Lo público no es ni más ni menos que todo aquello que se paga con el gasto público que aparece en los distintos presupuestos públicos (Estado, Autonomías, Ayuntamientos, etc). En España según las estadísticas de 2020 totaliza más de la mitad del Producto Interno Bruto, en concreto un 52,2%. El hecho de que el gasto para prestar servicios públicos sea realizado por instituciones públicas o privadas es otra cosa muy diferente. Seamos claros: a muy pocos les importa que la educación o la sanidad sean dadas por instituciones públicas o privadas. Lo que a todos nos importa es que la educación tenga un nivel de calidad suficiente. Nadie le pregunta al médico que le va a operar si es del sector público o del sector privado. Lo que desea es que le haga una operación de calidad y que el resultado sea bueno. Por tanto, basta ya de demagogia con lo público. Los servicios públicos de todo tipo (también la democracia y los diputados lo son) son todos aquellos pagados con dinero público, que es de todos los ciudadanos. El hecho de que el servicio público se preste por una institución pública o privada, no cambia su carácter de servicio público y sería un error afirmar a priori que unos son mejores que otros. Las carreteras son un servicio público de transporte. Su creación y mantenimiento son financiados, en su gran mayoría, con dinero público, pero ni su construcción ni su mantenimiento es realizado por empresas públicas sino, en su inmensa mayoría, por empresas privadas.

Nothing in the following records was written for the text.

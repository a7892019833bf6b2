// Copyright (c) 2026 rezky_nightky

use rand::rngs::StdRng;
use tracing::debug;

use crate::charset::GlyphSource;
use crate::droplet::{Droplet, DropletParams};
use crate::palette::Tier;

#[derive(Clone, Copy, Debug, PartialEq, Eq)]
pub struct VisibleCell {
    pub row: u16,
    pub column: u16,
    pub glyph: char,
    pub tier: Tier,
}

/// One droplet per column, rebuilt wholesale on resize.
pub struct DropField {
    width: u16,
    height: u16,
    droplets: Vec<Droplet>,
    glyphs: GlyphSource,
    params: DropletParams,
    rng: StdRng,
}

impl DropField {
    pub fn new(width: u16, height: u16, glyphs: GlyphSource, params: DropletParams, rng: StdRng) -> Self {
        let mut field = Self {
            width: width.max(1),
            height: height.max(1),
            droplets: Vec::new(),
            glyphs,
            params,
            rng,
        };
        field.populate();
        field
    }

    fn populate(&mut self) {
        let (height, params, rng) = (self.height, &self.params, &mut self.rng);
        self.droplets = (0..self.width)
            .map(|col| Droplet::spawn(col, height, params, rng))
            .collect();
    }

    #[allow(dead_code)]
    pub fn width(&self) -> u16 {
        self.width
    }

    #[allow(dead_code)]
    pub fn height(&self) -> u16 {
        self.height
    }

    #[allow(dead_code)]
    pub fn droplets(&self) -> &[Droplet] {
        &self.droplets
    }

    #[cfg(test)]
    pub fn droplets_mut(&mut self) -> &mut [Droplet] {
        &mut self.droplets
    }

    pub fn update(&mut self, dt_units: f32) {
        let mut respawned = 0usize;
        for d in &mut self.droplets {
            if d.advance(dt_units, self.height, &self.glyphs, &self.params, &mut self.rng) {
                respawned += 1;
            }
        }
        if respawned > 0 {
            tracing::trace!(respawned, "droplets respawned");
        }
    }

    /// Every on-screen trail glyph, recomputed from droplet state on each call.
    pub fn visible_cells(&self) -> impl Iterator<Item = VisibleCell> + '_ {
        let (width, height) = (self.width, self.height);
        self.droplets
            .iter()
            .filter(move |d| d.column() < width)
            .flat_map(move |d| {
                let newest = d.trail().len().saturating_sub(1);
                d.trail()
                    .iter()
                    .enumerate()
                    .filter_map(move |(i, t)| {
                        let row = u16::try_from(t.row).ok().filter(|&r| r < height)?;
                        Some(VisibleCell {
                            row,
                            column: d.column(),
                            glyph: t.glyph,
                            tier: Tier::from_distance(newest - i),
                        })
                    })
            })
    }

    /// Respawns every column for the new size. Same size leaves droplets untouched.
    pub fn resize(&mut self, width: u16, height: u16) {
        let (width, height) = (width.max(1), height.max(1));
        if width == self.width && height == self.height {
            return;
        }
        debug!(
            old_width = self.width,
            old_height = self.height,
            width,
            height,
            "drop field resized"
        );
        self.width = width;
        self.height = height;
        self.populate();
    }
}
// Copyright (c) 2026 rezky_nightky

#[derive(Clone, Copy, Debug, PartialEq, Eq)]
pub enum ColorMode {
    Mono,
    Color16,
    Color256,
    TrueColor,
}

impl ColorMode {
    pub fn label(self) -> &'static str {
        match self {
            ColorMode::TrueColor => "24-bit truecolor",
            ColorMode::Color256 => "8-bit (256-color)",
            ColorMode::Color16 => "16-color",
            ColorMode::Mono => "mono",
        }
    }
}

#[derive(Clone, Copy, Debug, PartialEq, Eq)]
pub enum Phase {
    Intro,
    Running,
    Terminated,
}

#[derive(Clone, Copy, Debug, PartialEq, Eq)]
pub enum ExitReason {
    /// `q`, `Q` or `Esc`.
    ExitKey,
    /// Ctrl-C in raw mode or a process signal.
    Interrupt,
    /// Any key in screensaver mode.
    Screensaver,
    /// `--duration` elapsed.
    Timeout,
}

Por tanto, no identifiquemos, como demagógicamente pretende la izquierda revolucionaria, los servicios públicos con los producidos por el sector público. Toda institución, sea pública o privada, cuyo coste es financiado con los presupuestos públicos, produce servicios públicos. Lo que todos deberíamos exigir es que ese gasto público sea justo y sea eficiente. Por justo entendemos que ofrezca a los ciudadanos los servicios que consideren básicos a fin de que nadie quede fuera de ellos por carencia de recursos. Por eficiente entendemos que tenga un coste razonable y no despilfarrador, lo cual sería por si solo una injusticia. Para facilitar la medición de la eficiencia, a la que los políticos suelen dar poca importancia, una de las vías imprescindibles es tener en cuenta la opinión de los ciudadanos. Si un determinado médico, instituto o facultad tiene más demanda que otro debería ser un indicador clave para orientar las decisiones politicas.

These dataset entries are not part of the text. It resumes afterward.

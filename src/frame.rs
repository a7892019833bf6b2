// Copyright (c) 2026 rezky_nightky

use crate::cell::Cell;
use crate::field::VisibleCell;
use crate::palette::{Palette, Style};

/// Full-screen cell buffer, rebuilt from scratch every frame.
#[derive(Clone, Debug)]
pub struct Frame {
    pub width: u16,
    pub height: u16,
    cells: Vec<Cell>,
}

impl Frame {
    pub fn new(width: u16, height: u16) -> Self {
        let (width, height) = (width.max(1), height.max(1));
        Self {
            width,
            height,
            cells: vec![Cell::BLANK; width as usize * height as usize],
        }
    }

    pub fn clear(&mut self) {
        self.cells.fill(Cell::BLANK);
    }

    pub fn index(&self, x: u16, y: u16) -> Option<usize> {
        if x >= self.width || y >= self.height {
            return None;
        }
        Some(y as usize * self.width as usize + x as usize)
    }

    #[allow(dead_code)]
    pub fn get(&self, x: u16, y: u16) -> Option<&Cell> {
        self.index(x, y).map(|i| &self.cells[i])
    }

    pub fn row(&self, y: u16) -> &[Cell] {
        let w = self.width as usize;
        let start = (y as usize * w).min(self.cells.len());
        let end = (start + w).min(self.cells.len());
        &self.cells[start..end]
    }

    /// Writes outside the frame are dropped.
    pub fn set(&mut self, x: u16, y: u16, cell: Cell) {
        if let Some(i) = self.index(x, y) {
            self.cells[i] = cell;
        }
    }

    pub fn compose<I>(&mut self, cells: I, palette: &Palette)
    where
        I: IntoIterator<Item = VisibleCell>,
    {
        self.clear();
        for c in cells {
            self.set(c.column, c.row, Cell::styled(c.glyph, palette.style(c.tier)));
        }
    }

    /// Clipped at the right edge; returns the number of cells written.
    pub fn put_str(&mut self, x: u16, y: u16, text: &str, style: Style) -> u16 {
        let mut written = 0u16;
        for (i, ch) in text.chars().enumerate() {
            let Ok(dx) = u16::try_from(i) else {
                break;
            };
            let cx = x.saturating_add(dx);
            if cx >= self.width {
                break;
            }
            self.set(cx, y, Cell::styled(ch, style));
            written += 1;
        }
        written
    }

    pub fn put_centered(&mut self, y: u16, text: &str, style: Style) {
        let len = text.chars().count();
        let x = (self.width as usize).saturating_sub(len) / 2;
        self.put_str(x as u16, y, text, style);
    }

    /// Centers `lines` as a block on screen, clipping whatever does not fit.
    pub fn put_panel(&mut self, lines: &[&str], style: Style) {
        let top = (self.height as usize).saturating_sub(lines.len()) / 2;
        for (i, line) in lines.iter().enumerate() {
            let Ok(y) = u16::try_from(top + i) else {
                break;
            };
            if y >= self.height {
                break;
            }
            if line.is_empty() {
                continue;
            }
            self.put_centered(y, line, style);
        }
    }

    /// Bottom row, padded with styled blanks to the full width.
    pub fn status_line(&mut self, text: &str, style: Style) {
        let y = self.height - 1;
        let written = self.put_str(0, y, text, style);
        for x in written..self.width {
            self.set(x, y, Cell::styled(' ', style));
        }
    }
}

La MUFACE es un sistema que permite a un determinado colectivo de un millón de funcionarios, más medio millón, sus familiares, elegir, a principios de año si quieren ser atendidos por la red sanitaria de la Seguridad Social o si prefieren serlo por Asisa, Sanitas, Adeslas, etc. Los datos muestran que entre un 75 y un 80% de ese colectivo de funcionarios opta por la red sanitaria privada, lo que es un dato muy significativo. PODEMOS considera que esto es un privilegio y quiere abolirlo. Parte del prejuicio ideológico de que todo lo público es más justo y mejor para los ciudadanos. Esa imposición que propone es irracional. Lo que debería hacer es proponer que se extienda la pertenencia a MUFACE a todos los funcionarios y, por ende, a todos los ciudadanos, para que así todos gocemos de ese mismo privilegio.

Ello permitiría, en primer lugar, dejar claro qué proveedor de sanidad preferimos los ciudadanos. En segundo lugar, induciría a un análisis de costes para comparar las primas que MUFACE paga a las privadas, con los costes de la sanidad suministrada por la seguridad Social (INSS). Todo ello sería una información muy valiosa para que los políticos puedan ver qué tipo de sanidad promover. La conclusión es muy clara: es un error pretender eliminar MUFACE. Lo conveniente sería todo lo contrario: extender paulatinamente MUFACE para que esa posibilidad de elección llegue a todos los españoles. En conclusión, un slogan para las futuras elecciones generales y autonómicas para todo partido que quiera ofrecer soluciones válidas debería ser: MUFACE PARA TODOS.